** INFORMATION SUPPLIED follows **
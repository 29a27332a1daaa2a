use image::RgbaImage;

use crate::core::processing::bbox::{BoundingBox, BoundsAccumulator};

/// Threshold used when the difference cropper gives up.
pub const FALLBACK_WHITE_THRESHOLD: u8 = 250;

/// A pixel is background when every RGB channel is at least `threshold`, or
/// when it is fully transparent.
#[inline]
pub fn is_near_white(pixel: [u8; 4], threshold: u8) -> bool {
    let [r, g, b, a] = pixel;
    a == 0 || (r >= threshold && g >= threshold && b >= threshold)
}

/// Smallest box enclosing every opaque pixel that is not near-white.
pub fn near_white_bounds(img: &RgbaImage, threshold: u8) -> Option<BoundingBox> {
    let mut acc = BoundsAccumulator::new();
    for (x, y, pixel) in img.enumerate_pixels() {
        if !is_near_white(pixel.0, threshold) {
            acc.include(x, y);
        }
    }
    acc.finish()
}
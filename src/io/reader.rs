use std::path::Path;

use image::{DynamicImage, ImageFormat};
use tracing::debug;

use crate::error::{Error, Result};

/// A decoded bitmap together with the container it came from.
#[derive(Debug, Clone)]
pub struct DecodedImage {
    pub image: DynamicImage,
    /// `None` when the container could not be identified from its magic bytes
    pub format: Option<ImageFormat>,
}

/// Reject bitmaps without pixels; everything else is processable.
pub fn validate_dimensions(image: &DynamicImage) -> Result<()> {
    let (width, height) = (image.width(), image.height());
    if width == 0 || height == 0 {
        return Err(Error::EmptyImage { width, height });
    }
    Ok(())
}

pub fn decode_bytes(data: &[u8]) -> Result<DecodedImage> {
    let format = image::guess_format(data).ok();
    let image = image::load_from_memory(data).map_err(Error::Decode)?;
    validate_dimensions(&image)?;
    debug!(
        width = image.width(),
        height = image.height(),
        ?format,
        "Image decoded"
    );
    Ok(DecodedImage { image, format })
}

pub fn decode_path(path: &Path) -> Result<DecodedImage> {
    let data = std::fs::read(path)?;
    decode_bytes(&data)
}
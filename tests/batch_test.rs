//! File-level flows: single file, directory batch, list files, skip/overwrite
//! handling, and sidecars.

use std::path::Path;

use image::{DynamicImage, ImageFormat, Rgb, RgbImage, Rgba, RgbaImage};
use studiocrop::io::writers::sidecar::CropSidecar;
use studiocrop::{
    AutocropConfig, BatchOptions, CropOutcome, Encoding, OutputFormat, autocrop_bytes,
    process_directory_to_path, process_file_to_path, process_list_to_path,
};
use tempfile::TempDir;

fn subject_on_white(w: u32, h: u32) -> DynamicImage {
    DynamicImage::ImageRgb8(RgbImage::from_fn(w, h, |x, y| {
        if (w / 4..w / 2).contains(&x) && (h / 4..3 * h / 4).contains(&y) {
            Rgb([30, 110, 40])
        } else {
            Rgb([255, 255, 255])
        }
    }))
}

fn save(img: &DynamicImage, path: &Path, format: ImageFormat) {
    img.save_with_format(path, format).unwrap();
}

fn no_padding() -> AutocropConfig {
    let mut config = AutocropConfig::default();
    config.crop.padding_px = 0;
    config
}

#[test]
fn bytes_round_trip_keeps_png() {
    let mut bytes = Vec::new();
    subject_on_white(200, 100)
        .write_to(&mut std::io::Cursor::new(&mut bytes), ImageFormat::Png)
        .unwrap();

    let out = autocrop_bytes(&bytes, &no_padding()).unwrap();
    assert_eq!(out.encoding, Encoding::Png);
    assert_eq!((out.width(), out.height()), (50, 50));
    assert_eq!((out.source_width, out.source_height), (200, 100));

    let decoded = image::load_from_memory(&out.bytes).unwrap();
    assert_eq!((decoded.width(), decoded.height()), (50, 50));
    assert_eq!(decoded.to_rgb8().get_pixel(0, 0).0, [30, 110, 40]);
}

#[test]
fn garbage_bytes_fail_to_decode() {
    let err = autocrop_bytes(b"\x89PNG but not really", &AutocropConfig::default()).unwrap_err();
    assert!(matches!(err, studiocrop::Error::Decode(_)));
}

#[test]
fn jpeg_output_from_rgba_is_flattened() {
    let mut rgba = RgbaImage::from_pixel(80, 60, Rgba([255, 255, 255, 255]));
    for y in 20..40 {
        for x in 30..50 {
            rgba.put_pixel(x, y, Rgba([200, 30, 30, 255]));
        }
    }
    let mut bytes = Vec::new();
    DynamicImage::ImageRgba8(rgba)
        .write_to(&mut std::io::Cursor::new(&mut bytes), ImageFormat::Png)
        .unwrap();

    let mut config = no_padding();
    config.encode.format = OutputFormat::Jpg;
    let out = autocrop_bytes(&bytes, &config).unwrap();
    assert_eq!(out.encoding, Encoding::Jpeg);
    let decoded = image::load_from_memory(&out.bytes).unwrap();
    assert!(!decoded.color().has_alpha());
    assert_eq!((decoded.width(), decoded.height()), (20, 20));
}

#[test]
fn single_file_with_sidecar() {
    let dir = TempDir::new().unwrap();
    let input = dir.path().join("fern.png");
    save(&subject_on_white(160, 120), &input, ImageFormat::Png);
    let output = dir.path().join("out").join("fern.png");

    let processed = process_file_to_path(&input, &output, &no_padding(), true).unwrap();
    assert_eq!((processed.width(), processed.height()), (40, 60));
    assert!(output.exists());

    let json = std::fs::read_to_string(dir.path().join("out").join("fern.json")).unwrap();
    let sidecar: CropSidecar = serde_json::from_str(&json).unwrap();
    assert_eq!(sidecar.output_width, 40);
    assert_eq!(sidecar.output_height, 60);
    let decision = sidecar.decision.unwrap();
    assert_eq!(decision.outcome, CropOutcome::BackgroundDifference);
    assert_eq!(decision.threshold, Some(12));
}

#[test]
fn directory_batch_skips_previews_and_existing_outputs() {
    let input_dir = TempDir::new().unwrap();
    let output_dir = TempDir::new().unwrap();
    let img = subject_on_white(120, 120);

    save(&img, &input_dir.path().join("a.png"), ImageFormat::Png);
    save(&img, &input_dir.path().join("b.jpg"), ImageFormat::Jpeg);
    save(&img, &input_dir.path().join("b.preview.jpg"), ImageFormat::Jpeg);
    std::fs::write(input_dir.path().join("notes.txt"), "not an image").unwrap();
    std::fs::create_dir(input_dir.path().join("nested")).unwrap();
    // "c" already has an output under another extension
    save(&img, &input_dir.path().join("c.png"), ImageFormat::Png);
    std::fs::write(output_dir.path().join("c.webp"), b"existing").unwrap();

    let mut config = no_padding();
    config.encode.format = OutputFormat::Webp;
    let report = process_directory_to_path(
        input_dir.path(),
        output_dir.path(),
        &config,
        &BatchOptions::default(),
    )
    .unwrap();

    assert_eq!(report.processed, 2);
    assert_eq!(report.skipped, 1);
    assert_eq!(report.errors, 0);
    assert!(output_dir.path().join("a.webp").exists());
    assert!(output_dir.path().join("b.webp").exists());
    assert!(!output_dir.path().join("b.preview.webp").exists());
    assert_eq!(std::fs::read(output_dir.path().join("c.webp")).unwrap(), b"existing");

    // Second run: everything exists now
    let again = process_directory_to_path(
        input_dir.path(),
        output_dir.path(),
        &config,
        &BatchOptions::default(),
    )
    .unwrap();
    assert_eq!(again.processed, 0);
    assert_eq!(again.skipped, 3);
}

#[test]
fn list_batch_counts_failures_and_honours_limit() {
    let input_dir = TempDir::new().unwrap();
    let output_dir = TempDir::new().unwrap();
    save(&subject_on_white(90, 90), &input_dir.path().join("good.png"), ImageFormat::Png);
    std::fs::write(input_dir.path().join("broken.png"), b"nope").unwrap();
    save(&subject_on_white(90, 90), &input_dir.path().join("late.png"), ImageFormat::Png);

    let list = input_dir.path().join("batch.txt");
    std::fs::write(&list, "# selected\ngood.png\n\nbroken.png\ngood.png\nlate.png\n").unwrap();

    let options = BatchOptions {
        limit: Some(2),
        ..BatchOptions::default()
    };
    let report =
        process_list_to_path(&list, input_dir.path(), output_dir.path(), &no_padding(), &options)
            .unwrap();

    assert_eq!(report.processed, 1);
    assert_eq!(report.errors, 1);
    assert!(report.has_failures());
    assert!(report.failures[0].0.ends_with("broken.png"));
    assert!(output_dir.path().join("good.png").exists());
    assert!(!output_dir.path().join("late.png").exists());
}

#[test]
fn dry_run_writes_nothing() {
    let input_dir = TempDir::new().unwrap();
    let output_dir = TempDir::new().unwrap();
    save(&subject_on_white(90, 90), &input_dir.path().join("x.png"), ImageFormat::Png);

    let options = BatchOptions {
        dry_run: true,
        ..BatchOptions::default()
    };
    let report = process_directory_to_path(
        input_dir.path(),
        output_dir.path(),
        &AutocropConfig::default(),
        &options,
    )
    .unwrap();
    assert_eq!(report.processed, 1);
    assert_eq!(std::fs::read_dir(output_dir.path()).unwrap().count(), 0);
}

#[test]
fn keep_format_preserves_jpeg_file_name() {
    let input_dir = TempDir::new().unwrap();
    let output_dir = TempDir::new().unwrap();
    save(&subject_on_white(120, 80), &input_dir.path().join("fern.jpeg"), ImageFormat::Jpeg);

    let config = AutocropConfig::default();
    assert_eq!(config.encode.format, OutputFormat::Keep);
    let report = process_directory_to_path(
        input_dir.path(),
        output_dir.path(),
        &config,
        &BatchOptions::default(),
    )
    .unwrap();

    assert_eq!(report.processed, 1);
    let outputs: Vec<String> = std::fs::read_dir(output_dir.path())
        .unwrap()
        .map(|e| e.unwrap().file_name().to_string_lossy().into_owned())
        .collect();
    assert_eq!(outputs, vec!["fern.jpeg".to_string()]);
    let decoded = image::open(output_dir.path().join("fern.jpeg")).unwrap();
    assert!(!decoded.color().has_alpha());
}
** End of INFORMATION SUPPLIED **
=== TASK TO COMPLETE ===
Produce a word-for-word copy of everything above from the line holding "filename src/io/reader.rs" down to the line holding "pub struct DecodedImage", with both of those lines kept.

=== SOLUTION ===
filename src/io/reader.rs
use std::path::Path;

use image::{DynamicImage, ImageFormat};
use tracing::debug;

use crate::error::{Error, Result};

/// A decoded bitmap together with the container it came from.
#[derive(Debug, Clone)]
pub struct DecodedImage {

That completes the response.